Melbourne's Herald-Sun, under the headline
"Comet Homes On Its Way To Brightest in History"
http://www.news.com.au/heraldsun/story/0,21985,22655772-662,00.html
    "If the brightness continues at this rate, Comet Holmes
will soon become the brightest comet in history."


Long Lasting?

Observer report from Sky & Telescope's frequently updated site:
http://www.skyandtelescope.com/observing/home/10775326.html
    "Used the 12.5-inch reflector at 75x, 110x, and 180x.
A brilliant, starlike, white nucleus is dead center in the
perfectly round coma. What looked like the nucleus in
the binoculars is an inner coma or broad fan offset from
the nucleus toward the southwest. At these magnifications
the bright round disk is no longer perfectly sharp-edged,
but still nearly so. It also has a slight but definite ring
appearance, as if some of the light is coming from a
hollow, spherical, glowing shell. Farther out beyond
this is a much dimmer round glow with about twice
the diameter of the bright disk. Only out this far does
the brilliant skylight of the perigean full Moon not far
away begin to matter. This was at 1 a.m. EDT (5:00 UT)
October 26th with the comet (and Moon) near the zenith.
Still mag. 2.7 naked-eye. My bet is this comet will stay
bright for a long while. The yellow-white color is dust
reflecting sunlight, and dust is what keeps a comet bright.
As opposed to gas (comet gas is green and blue), which
blows away quickly in the solar wind. Also, the brilliant
stellar nucleus and the inner-coma fan suggest that the
nucleus is still producing a lot of dust. This comet won't
fade out soon. As for a tail: I expect it'll be short and
stubby when or if it forms. The tail should be pointing
more or less away from Earth in space; we're looking
down its length since the comet is only about 45 [degrees]
away from the point in the sky opposite the Sun. The
size of this angle won't change a lot in the next couple
months."


    Brightest Comet in History? It will have to reach
magnitude -4 to be visible in daylight, and it has stiff
competition for that title! Please note that most of these
made a very close perihelion passage; Holmes did not.
Most are super-bright because they are observed very
close to the Sun; Holmes is not. Whatever it's doing,
it's not the same as the superheating episodes that
created these bright comets.

GREAT COMET OF 1744: First sighted on Nov. 29,
1743 as a dim fourth magnitude object, this comet
brightened rapidly as it approached the Sun. Many
textbooks often cite Philippe Loys de Cheseaux, of
Lausanne, Switzerland as the discoverer, although his
first sighting did not come until two weeks later.
By mid-January 1744, the comet was described as
1st-magnitude with a 7-degree tail. By Feb. 1 it rivaled
Sirius and displayed a curved tail, 15-degrees in length.
By Feb. 18 the comet was equal to Venus and now
displayed two tails. On Feb. 27, it peaked at magnitude -7
and was reported visible in the daytime, 12-degrees
from the Sun. Perihelion came on March 1st, at a
distance of 20.5 million miles from the Sun. On March 6,
the comet appeared in the morning sky, accompanied
by six brilliant tails which resembled a Japanese hand fan.
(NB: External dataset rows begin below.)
// Copyright 2025 the Weave Authors
// SPDX-License-Identifier: Apache-2.0 OR MIT

//! Routing functions: compute the bend points of an edge.
//!
//! A routing function receives a [`Route`] and appends device-space bend
//! points to its output. It never writes the terminal points themselves; the
//! view projects floating terminals onto their perimeters afterwards, aiming
//! at the nearest bend.

use alloc::vec::Vec;

#[cfg(not(feature = "std"))]
use kurbo::common::FloatFuncs as _;
use kurbo::{Point, Rect};
use weave_model::{Style, keys, values};
use weave_perimeter::Direction;

use crate::CellState;

/// Signature of a routing function.
pub type EdgeStyleFn = fn(route: &Route<'_>, out: &mut Vec<Point>);

/// Default segment length of entity-relation routes, in model units.
pub const ENTITY_SEGMENT: f64 = 30.0;

/// Built-in routing functions with their orthogonality.
pub const BUILTINS: &[(&str, EdgeStyleFn, bool)] = &[
    ("elbow", elbow, true),
    ("sideToSide", side_to_side, true),
    ("topToBottom", top_to_bottom, true),
    ("entityRelation", entity_relation, true),
    ("segment", segment, true),
    ("orthogonal", orthogonal, true),
    ("loop", loop_route, false),
    ("none", none, false),
];

/// What a routing function sees of one terminal.
#[derive(Clone, Copy, Debug)]
pub struct TerminalBox<'a> {
    /// Device-space bounds.
    pub bounds: Rect,
    /// Point routes aim at.
    pub routing_center: Point,
    /// The terminal's style, if it is a cell.
    pub style: Option<&'a Style>,
}

impl<'a> TerminalBox<'a> {
    /// Box of a terminal cell state.
    #[must_use]
    pub fn of(state: &'a CellState) -> Self {
        Self {
            bounds: state.rect(),
            routing_center: state.routing_center(),
            style: Some(&state.style.raw),
        }
    }

    /// Zero-size box at a fixed point.
    #[must_use]
    pub fn at(point: Point) -> Self {
        Self {
            bounds: Rect::from_points(point, point),
            routing_center: point,
            style: None,
        }
    }

    /// Returns `true` if `p` lies in the bounds, borders included.
    #[must_use]
    pub fn contains(&self, p: Point) -> bool {
        p.x >= self.bounds.x0 && p.x <= self.bounds.x1 && p.y >= self.bounds.y0 && p.y <= self.bounds.y1
    }

    fn port_constraint(&self) -> Option<Direction> {
        self.style
            .and_then(|s| s.text(keys::PORT_CONSTRAINT))
            .and_then(Direction::from_name)
    }
}

/// Input of a routing function.
#[derive(Clone, Copy, Debug)]
pub struct Route<'a> {
    /// The edge being routed. Its `points` are not filled in yet.
    pub edge: &'a CellState,
    /// Visible source terminal.
    pub source: Option<TerminalBox<'a>>,
    /// Visible target terminal.
    pub target: Option<TerminalBox<'a>>,
    /// Control points in device space.
    pub points: &'a [Point],
    /// Fixed source point, from a connection constraint or a dangling end.
    pub source_point: Option<Point>,
    /// Fixed target point.
    pub target_point: Option<Point>,
    /// View scale.
    pub scale: f64,
    /// Grid size in model units.
    pub grid_size: f64,
}

impl<'a> Route<'a> {
    /// The source (`is_source`) or target end as a box: the fixed point if
    /// there is one, otherwise the terminal.
    #[must_use]
    pub fn end(&self, is_source: bool) -> Option<TerminalBox<'a>> {
        let (point, terminal) = if is_source {
            (self.source_point, self.source)
        } else {
            (self.target_point, self.target)
        };
        point.map(TerminalBox::at).or(terminal)
    }

    fn hint(&self) -> Option<Point> {
        self.points.first().copied()
    }
}

/// Passes the control points through unchanged.
pub fn none(route: &Route<'_>, out: &mut Vec<Point>) {
    out.extend_from_slice(route.points);
}

/// Self-reference loop on the source terminal.
///
/// The loop is `segment` model units (default: the grid size) wide. East
/// loops hang off the left side, west loops (the default) off the right,
/// north loops above and south loops below. A control point outside the
/// terminal moves the loop there.
pub fn loop_route(route: &Route<'_>, out: &mut Vec<Point>) {
    if route.source_point.is_some() && route.target_point.is_some() {
        out.extend_from_slice(route.points);
        return;
    }
    let Some(source) = route.source else {
        return;
    };
    let s = source.bounds;
    let pt = route.hint().filter(|p| !source.contains(*p));
    let seg = route
        .edge
        .style
        .number_or(keys::SEGMENT, route.grid_size)
        * route.scale;
    let dir = route
        .edge
        .style
        .text(keys::DIRECTION)
        .and_then(Direction::from_name)
        .unwrap_or(Direction::West);

    let (mut x, mut y) = (source.routing_center.x, source.routing_center.y);
    let (mut dx, mut dy) = if dir.is_vertical() { (seg, 0.0) } else { (0.0, seg) };

    match pt {
        Some(p) if p.x < s.x0 || p.x > s.x1 => {
            x = p.x;
            dy = (y - p.y).abs().max(dy);
        }
        Some(p) => {
            dx = (x - p.x).abs().max(dy);
            y = p.y;
            dy = 0.0;
        }
        None => match dir {
            Direction::North => y = s.y0 - 2.0 * dx,
            Direction::South => y = s.y1 + 2.0 * dx,
            Direction::East => x = s.x0 - 2.0 * dy,
            Direction::West => x = s.x1 + 2.0 * dy,
        },
    }

    out.push(Point::new(x - dx, y - dy));
    out.push(Point::new(x + dx, y + dy));
}

/// Picks [`top_to_bottom`] or [`side_to_side`].
///
/// Vertical routing is used when the control point lies above or below both
/// terminals, when the terminals' horizontal extents meet exactly, or when
/// the style says `elbow=vertical`, unless the control point lies left or
/// right of both terminals.
pub fn elbow(route: &Route<'_>, out: &mut Vec<Point>) {
    let mut vertical = false;
    let mut horizontal = false;
    if let (Some(s), Some(t)) = (route.source, route.target) {
        let (s, t) = (s.bounds, t.bounds);
        if let Some(p) = route.hint() {
            let left = s.x0.min(t.x0);
            let right = s.x1.max(t.x1);
            let top = s.y0.min(t.y0);
            let bottom = s.y1.max(t.y1);
            vertical = p.y < top || p.y > bottom;
            horizontal = p.x < left || p.x > right;
        } else {
            vertical = s.x0.max(t.x0) == s.x1.min(t.x1);
            if !vertical {
                horizontal = s.y0.max(t.y0) == s.y1.min(t.y1);
            }
        }
    }
    let elbow_vertical = route.edge.style.text(keys::ELBOW) == Some(values::VERTICAL);
    if !horizontal && (vertical || elbow_vertical) {
        top_to_bottom(route, out);
    } else {
        side_to_side(route, out);
    }
}

/// One vertical channel between the terminals.
///
/// The channel runs at the control point's x, or midway between the
/// terminals. Bends that would fall inside a terminal are dropped.
pub fn side_to_side(route: &Route<'_>, out: &mut Vec<Point>) {
    let (Some(s), Some(t)) = (route.end(true), route.end(false)) else {
        return;
    };
    let pt = route.hint();
    let l = s.bounds.x0.max(t.bounds.x0);
    let r = s.bounds.x1.min(t.bounds.x1);
    let x = pt.map_or_else(|| (r + (l - r) / 2.0).round(), |p| p.x);

    let mut y1 = s.routing_center.y;
    let mut y2 = t.routing_center.y;
    if let Some(p) = pt {
        if p.y >= s.bounds.y0 && p.y <= s.bounds.y1 {
            y1 = p.y;
        }
        if p.y >= t.bounds.y0 && p.y <= t.bounds.y1 {
            y2 = p.y;
        }
    }

    let clear = |p: Point| !s.contains(p) && !t.contains(p);
    let start = out.len();
    for y in [y1, y2] {
        let p = Point::new(x, y);
        if clear(p) {
            out.push(p);
        }
    }
    if out.len() == start {
        if let Some(p) = pt {
            let p = Point::new(x, p.y);
            if clear(p) {
                out.push(p);
            }
        } else {
            let top = s.bounds.y0.max(t.bounds.y0);
            let bottom = s.bounds.y1.min(t.bounds.y1);
            out.push(Point::new(x, top + (bottom - top) / 2.0));
        }
    }
}

/// One horizontal channel between the terminals.
///
/// The channel runs at the control point's y, or midway between the
/// terminals. Bends that would fall inside a terminal are dropped.
pub fn top_to_bottom(route: &Route<'_>, out: &mut Vec<Point>) {
    let (Some(s), Some(t)) = (route.end(true), route.end(false)) else {
        return;
    };
    let pt = route.hint();
    let top = s.bounds.y0.max(t.bounds.y0);
    let bottom = s.bounds.y1.min(t.bounds.y1);

    let mut x = s.routing_center.x;
    if let Some(p) = pt
        && p.x >= s.bounds.x0
        && p.x <= s.bounds.x1
    {
        x = p.x;
    }
    let y = pt.map_or_else(|| (bottom + (top - bottom) / 2.0).round(), |p| p.y);

    let clear = |p: Point| !s.contains(p) && !t.contains(p);
    let start = out.len();
    let p = Point::new(x, y);
    if clear(p) {
        out.push(p);
    }

    x = match pt {
        Some(p) if p.x >= t.bounds.x0 && p.x <= t.bounds.x1 => p.x,
        _ => t.routing_center.x,
    };
    let p = Point::new(x, y);
    if clear(p) {
        out.push(p);
    }

    if out.len() == start {
        if let Some(p) = pt {
            let p = Point::new(p.x, y);
            if clear(p) {
                out.push(p);
            }
        } else {
            let l = s.bounds.x0.max(t.bounds.x0);
            let r = s.bounds.x1.min(t.bounds.x1);
            out.push(Point::new(l + (r - l) / 2.0, y));
        }
    }
}

/// Entity-relation connector.
///
/// Each end leaves its terminal horizontally by `segment` model units
/// (default [`ENTITY_SEGMENT`]) on the side facing the other terminal, or
/// the side named by the terminal's `portConstraint`. The two stubs are
/// joined by a vertical segment.
pub fn entity_relation(route: &Route<'_>, out: &mut Vec<Point>) {
    let seg = route.edge.style.number_or(keys::SEGMENT, ENTITY_SEGMENT) * route.scale;
    let p0 = route.source_point;
    let pe = route.target_point;

    let mut source_left = false;
    let mut target_left = true;
    if let (Some(s), Some(t)) = (route.source, route.target) {
        source_left = pe.map_or(t.bounds.x1, |p| p.x) < p0.map_or(s.bounds.x0, |p| p.x);
        target_left = p0.map_or(s.bounds.x1, |p| p.x) < pe.map_or(t.bounds.x0, |p| p.x);
    }
    if p0.is_none()
        && let Some(d) = route.source.and_then(|s| s.port_constraint())
    {
        match d {
            Direction::West => source_left = true,
            Direction::East => source_left = false,
            _ => {}
        }
    }
    if pe.is_none()
        && let Some(d) = route.target.and_then(|t| t.port_constraint())
    {
        match d {
            Direction::West => target_left = true,
            Direction::East => target_left = false,
            _ => {}
        }
    }

    let (Some(s), Some(t)) = (route.end(true), route.end(false)) else {
        return;
    };
    let x0 = if source_left { s.bounds.x0 } else { s.bounds.x1 };
    let y0 = s.routing_center.y;
    let xe = if target_left { t.bounds.x0 } else { t.bounds.x1 };
    let ye = t.routing_center.y;

    let dep = Point::new(if source_left { x0 - seg } else { x0 + seg }, y0);
    let arr = Point::new(if target_left { xe - seg } else { xe + seg }, ye);

    if source_left == target_left {
        let x = if source_left {
            x0.min(xe) - seg
        } else {
            x0.max(xe) + seg
        };
        out.push(Point::new(x, y0));
        out.push(Point::new(x, ye));
    } else if (dep.x < arr.x) == source_left {
        let mid_y = y0 + (ye - y0) / 2.0;
        out.extend([dep, Point::new(dep.x, mid_y), Point::new(arr.x, mid_y), arr]);
    } else {
        out.extend([dep, arr]);
    }
}

/// Axis-aligned segments through the control points.
///
/// Each control point fixes the position of one segment; segments alternate
/// between horizontal and vertical, starting with whichever direction the
/// first control point lies in from the source. Without control points this
/// is [`orthogonal`].
pub fn segment(route: &Route<'_>, out: &mut Vec<Point>) {
    let Some(first) = route.hint() else {
        orthogonal(route, out);
        return;
    };
    let Some(start) = route.end(true).map(|s| s.routing_center) else {
        return;
    };

    let mut cur = start;
    let mut horizontal = (first.x - cur.x).abs() >= (first.y - cur.y).abs();
    let mut push = |p: Point, cur: &mut Point| {
        if p != *cur {
            out.push(p);
            *cur = p;
        }
    };
    for &hint in route.points {
        let bend = if horizontal {
            Point::new(hint.x, cur.y)
        } else {
            Point::new(cur.x, hint.y)
        };
        push(bend, &mut cur);
        horizontal = !horizontal;
    }
    if let Some(end) = route.end(false).map(|t| t.routing_center) {
        let bend = if horizontal {
            Point::new(end.x, cur.y)
        } else {
            Point::new(cur.x, end.y)
        };
        if bend != end {
            push(bend, &mut cur);
        }
    }
}

/// Orthogonal connector.
///
/// With control points this is [`segment`]. Otherwise the route leaves the
/// source horizontally when the terminals are apart horizontally (vertically
/// when they are apart vertically) and turns twice midway, giving a Z. A
/// `portConstraint` on the source picks the exit axis; a perpendicular
/// constraint on the target turns the Z into an L.
pub fn orthogonal(route: &Route<'_>, out: &mut Vec<Point>) {
    if !route.points.is_empty() {
        segment(route, out);
        return;
    }
    let (Some(s), Some(t)) = (route.end(true), route.end(false)) else {
        return;
    };
    let (sb, tb) = (s.bounds, t.bounds);
    let (sc, tc) = (s.routing_center, t.routing_center);
    let apart_x = sb.x1 < tb.x0 || tb.x1 < sb.x0;
    let apart_y = sb.y1 < tb.y0 || tb.y1 < sb.y0;

    let source_axis = route
        .source
        .filter(|_| route.source_point.is_none())
        .and_then(|b| b.port_constraint())
        .map(|d| !d.is_vertical());
    let target_axis = route
        .target
        .filter(|_| route.target_point.is_none())
        .and_then(|b| b.port_constraint())
        .map(|d| !d.is_vertical());
    let horizontal = source_axis.unwrap_or(if apart_x {
        true
    } else if apart_y {
        false
    } else {
        (tc.x - sc.x).abs() >= (tc.y - sc.y).abs()
    });

    if target_axis == Some(!horizontal) {
        let corner = if horizontal {
            Point::new(tc.x, sc.y)
        } else {
            Point::new(sc.x, tc.y)
        };
        out.push(corner);
        return;
    }

    if horizontal {
        if sc.y == tc.y {
            return;
        }
        let mid = if sb.x1 < tb.x0 {
            (sb.x1 + tb.x0) / 2.0
        } else if tb.x1 < sb.x0 {
            (tb.x1 + sb.x0) / 2.0
        } else {
            (sc.x + tc.x) / 2.0
        };
        out.push(Point::new(mid, sc.y));
        out.push(Point::new(mid, tc.y));
    } else {
        if sc.x == tc.x {
            return;
        }
        let mid = if sb.y1 < tb.y0 {
            (sb.y1 + tb.y0) / 2.0
        } else if tb.y1 < sb.y0 {
            (tb.y1 + sb.y0) / 2.0
        } else {
            (sc.y + tc.y) / 2.0
        };
        out.push(Point::new(sc.x, mid));
        out.push(Point::new(tc.x, mid));
    }
}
GREAT COMET OF 1843: This comet was a member
of the Kruetz Sungrazing Comet Group, which has
produced some of the most brilliant comets in recorded
history. It passed only 126,000 miles from the Sun's
photosphere on Feb. 27, 1843. Although a few observations
suggest that it was seen for a few weeks prior to this date,
on the day when it made it closest approach to the Sun it
was widely observed in full daylight. Positioned only 1-degree
from the Sun, this comet appeared as "an elongated white
cloud" possessing a brilliant nucleus and a tail about 1-degree
in length.

GREAT SEPTEMBER COMET OF 1882: This comet is
perhaps the brightest comet that has ever been seen; a
gigantic member of the Kreutz Sungrazing Group. First
spotted as a bright zero-magnitude object by a group of
Italian sailors in the Southern Hemisphere on Sept. 1, this
comet brightened dramatically as it approached its rendezvous
with the Sun. By the 14th, it became visible in broad daylight
and when it arrived at perihelion on the 17th it passed at a
distance of only 264,000-miles from the Sun's surface.
On that day, some observers described the comet's silvery
radiance as scarcely fainter than the limb of the Sun,
suggesting a magnitude somewhere between -15 and -20!
The following day, observers in Cordoba described the
comet as a "blazing star" near the Sun. The nucleus also
broke into at least four separate parts. In the days and
weeks that followed, the comet became visible in the
morning sky as an immense object sporting a brilliant tail.
Today, some comet historians consider it as a "Super
Comet," far above the run of even Great Comets.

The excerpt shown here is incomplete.